YOUR GOAL: Everything in the data below is left aside except the lines from the one containing "error.into()" through the one containing "are removed and"; repeat those exactly.

MATERIAL SHOWN:
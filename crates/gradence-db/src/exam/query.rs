use gradence_entity::exam::{self, Entity as Exam, Model as ExamModel};
use gradence_entity::question::Model as QuestionModel;
use sea_orm::{ColumnTrait, ConnectionTrait, DbErr, EntityTrait, QueryFilter, QueryOrder};
use std::collections::HashMap;
use std::error::Error;

pub struct Query;

impl Query {
    pub async fn get_exams<C: ConnectionTrait>(db: &C) -> Result<Vec<ExamModel>, DbErr> {
        Exam::find()
            .order_by_asc(exam::Column::Id)
            .all(db)
            .await
            .inspect_err(|error| {
                tracing::error!(error = error as &dyn Error, "failed to load exams");
            })
    }

    pub async fn get_exam_by_id<C: ConnectionTrait>(db: &C, exam_id: i64) -> Result<Option<ExamModel>, DbErr> {
        Exam::find_by_id(exam_id).one(db).await.inspect_err(|error| {
            tracing::error!(error = error as &dyn Error, exam_id, "failed to load exam by id");
        })
    }

    pub async fn get_exam_by_title<C: ConnectionTrait>(db: &C, title: &str) -> Result<Option<ExamModel>, DbErr> {
        Exam::find()
            .filter(exam::Column::Title.eq(title))
            .one(db)
            .await
            .inspect_err(|error| {
                tracing::error!(error = error as &dyn Error, "failed to load exam by title");
            })
    }

    pub async fn get_exam_with_questions<C: ConnectionTrait>(
        db: &C,
        exam_id: i64,
    ) -> Result<Option<(ExamModel, Vec<QuestionModel>)>, DbErr> {
        let Some(exam) = Self::get_exam_by_id(db, exam_id).await? else {
            return Ok(None);
        };
        let questions = crate::question::Query::get_questions_by_exam(db, exam_id).await?;
        Ok(Some((exam, questions)))
    }

    pub async fn get_exams_with_questions<C: ConnectionTrait>(
        db: &C,
    ) -> Result<Vec<(ExamModel, Vec<QuestionModel>)>, DbErr> {
        let exams = Self::get_exams(db).await?;
        let exam_ids: Vec<i64> = exams.iter().map(|exam| exam.id).collect();
        let questions = crate::question::Query::get_questions_by_exams(db, &exam_ids).await?;

        let mut by_exam: HashMap<i64, Vec<QuestionModel>> = HashMap::new();
        for question in questions {
            by_exam.entry(question.exam_id).or_default().push(question);
        }

        Ok(exams
            .into_iter()
            .map(|exam| {
                let questions = by_exam.remove(&exam.id).unwrap_or_default();
                (exam, questions)
            })
            .collect())
    }
}
pub mod export;
pub mod selection;
pub mod status;
pub mod exam;
pub mod question;
use chrono::Utc;
use gradence_entity::exam::{self, Entity as Exam};
use gradence_entity::question::Model as QuestionModel;
use sea_orm::{ActiveModelTrait, ActiveValue::NotSet, ConnectionTrait, DbErr, EntityTrait, Set, TransactionTrait};

use super::{ExamStoreError, Query};
use crate::question::{self, QuestionFields};
use crate::util::{FlattenTransactionResultExt, is_unique_violation};

pub struct Mutation;

fn map_title_conflict(error: DbErr, title: &str) -> ExamStoreError {
    if is_unique_violation(&error) {
        ExamStoreError::TitleTaken(title.to_owned())
    } else {
        error.into()
    }
}

impl Mutation {
    /// Stores a new exam together with its questions. `created_at` is set to the current time.
    pub async fn create_exam<C: ConnectionTrait + TransactionTrait>(
        db: &C,
        title: String,
        questions: Vec<QuestionFields>,
    ) -> Result<(exam::Model, Vec<QuestionModel>), ExamStoreError> {
        let txn = db.begin().await?;

        if Query::get_exam_by_title(&txn, &title).await?.is_some() {
            return Err(ExamStoreError::TitleTaken(title));
        }

        let exam = exam::ActiveModel {
            id: NotSet,
            title: Set(title.clone()),
            created_at: Set(Utc::now().naive_utc()),
        };
        let exam = exam
            .insert(&txn)
            .await
            .map_err(|error| map_title_conflict(error, &title))?;

        let questions = question::Mutation::insert_questions(&txn, exam.id, questions).await?;

        txn.commit().await?;

        tracing::info!(exam_id = exam.id, questions = questions.len(), "created exam");
        Ok((exam, questions))
    }

    /// Replaces title and questions of an exam. The previous questions are removed and
    /// `created_at` is reset to the current time.
    pub async fn update_exam<C: ConnectionTrait + TransactionTrait>(
        db: &C,
        exam_id: i64,
        title: String,
        questions: Vec<QuestionFields>,
    ) -> Result<(exam::Model, Vec<QuestionModel>), ExamStoreError> {
        db.transaction::<_, _, ExamStoreError>(|txn| {
            Box::pin(async move {
                let existing = Query::get_exam_by_id(txn, exam_id)
                    .await?
                    .ok_or(ExamStoreError::NotFound(exam_id))?;

                if let Some(other) = Query::get_exam_by_title(txn, &title).await?
                    && other.id != exam_id
                {
                    return Err(ExamStoreError::TitleTaken(title));
                }

                let mut exam: exam::ActiveModel = existing.into();
                exam.title = Set(title.clone());
                exam.created_at = Set(Utc::now().naive_utc());
                let exam = exam
                    .update(txn)
                    .await
                    .map_err(|error| map_title_conflict(error, &title))?;

                let removed = question::Mutation::delete_questions_by_exam(txn, exam_id).await?;
                let questions = question::Mutation::insert_questions(txn, exam_id, questions).await?;
                tracing::info!(exam_id, removed, questions = questions.len(), "replaced exam");

                Ok((exam, questions))
            })
        })
        .await
        .flatten_res()
    }

    /// Deletes an exam and every question it owns.
    pub async fn delete_exam<C: ConnectionTrait + TransactionTrait>(db: &C, exam_id: i64) -> Result<(), ExamStoreError> {
        db.transaction::<_, _, ExamStoreError>(|txn| {
            Box::pin(async move {
                if Query::get_exam_by_id(txn, exam_id).await?.is_none() {
                    return Err(ExamStoreError::NotFound(exam_id));
                }
                question::Mutation::delete_questions_by_exam(txn, exam_id).await?;
                Exam::delete_by_id(exam_id).exec(txn).await?;
                tracing::info!(exam_id, "deleted exam");
                Ok(())
            })
        })
        .await
        .flatten_res()
    }
}
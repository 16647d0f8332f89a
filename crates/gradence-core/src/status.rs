use gradence_model::status::ComponentStatus;
use sea_orm::prelude::Expr;
use sea_orm::sea_query::Query;
use sea_orm::{ConnectionTrait, DatabaseConnection};
use std::error::Error;
use std::time::Duration;
use tokio::time::timeout;
use tracing::instrument;

#[instrument(skip_all)]
pub async fn get_sea_orm_db_status(conn: &DatabaseConnection, duration: Option<Duration>) -> ComponentStatus {
    let mut query = Query::select();
    query.expr(Expr::current_timestamp());
    match timeout(
        duration.unwrap_or_else(|| Duration::from_secs(5)),
        conn.execute(conn.get_database_backend().build(&query)),
    )
    .await
    {
        Ok(Ok(_)) => ComponentStatus::ok(),
        Ok(Err(error)) => {
            tracing::error!(error = &error as &dyn Error, "db error during health check");
            ComponentStatus::error()
        }
        Err(error) => {
            tracing::error!(error = &error as &dyn Error, "db health check timed out");
            ComponentStatus::from_error_text("timeout")
        }
    }
}

#[cfg(test)]
mod tests {
    use super::*;
    use sea_orm::Database;
    use test_log::test;

    #[test(tokio::test)]
    async fn test_sqlite_status() {
        let conn = Database::connect("sqlite::memory:").await.unwrap();
        assert!(get_sea_orm_db_status(&conn, None).await.is_ok());
    }

    #[test(tokio::test)]
    async fn test_closed_connection_status() {
        let conn = Database::connect("sqlite::memory:").await.unwrap();
        let closed = conn.clone();
        closed.close().await.unwrap();
        assert!(!get_sea_orm_db_status(&conn, Some(Duration::from_secs(1))).await.is_ok());
    }
}
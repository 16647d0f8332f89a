use thiserror::Error;

#[derive(Error, Debug)]
pub enum ExportError {
    #[error("failed to render pdf: {0}")]
    Pdf(String),

    #[error(transparent)]
    Io(#[from] std::io::Error),
}
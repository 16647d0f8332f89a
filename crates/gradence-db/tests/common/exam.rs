use gradence_db::question::QuestionFields;

#[allow(dead_code)]
pub fn question(prompt: &str, r#type: &str) -> QuestionFields {
    QuestionFields {
        prompt: prompt.to_owned(),
        r#type: r#type.to_owned(),
        conditions: None,
    }
}

#[allow(dead_code)]
pub fn question_with_conditions(prompt: &str, r#type: &str, conditions: &str) -> QuestionFields {
    QuestionFields {
        conditions: Some(conditions.to_owned()),
        ..question(prompt, r#type)
    }
}
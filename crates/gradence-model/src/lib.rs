pub mod exam;
pub mod question;
pub mod status;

PROBLEM SOLUTION:
        error.into()
    }
}

impl Mutation {
    /// Stores a new exam together with its questions. `created_at` is set to the current time.
    pub async fn create_exam<C: ConnectionTrait + TransactionTrait>(
        db: &C,
        title: String,
        questions: Vec<QuestionFields>,
    ) -> Result<(exam::Model, Vec<QuestionModel>), ExamStoreError> {
        let txn = db.begin().await?;

        if Query::get_exam_by_title(&txn, &title).await?.is_some() {
            return Err(ExamStoreError::TitleTaken(title));
        }

        let exam = exam::ActiveModel {
            id: NotSet,
            title: Set(title.clone()),
            created_at: Set(Utc::now().naive_utc()),
        };
        let exam = exam
            .insert(&txn)
            .await
            .map_err(|error| map_title_conflict(error, &title))?;

        let questions = question::Mutation::insert_questions(&txn, exam.id, questions).await?;

        txn.commit().await?;

        tracing::info!(exam_id = exam.id, questions = questions.len(), "created exam");
        Ok((exam, questions))
    }

    /// Replaces title and questions of an exam. The previous questions are removed and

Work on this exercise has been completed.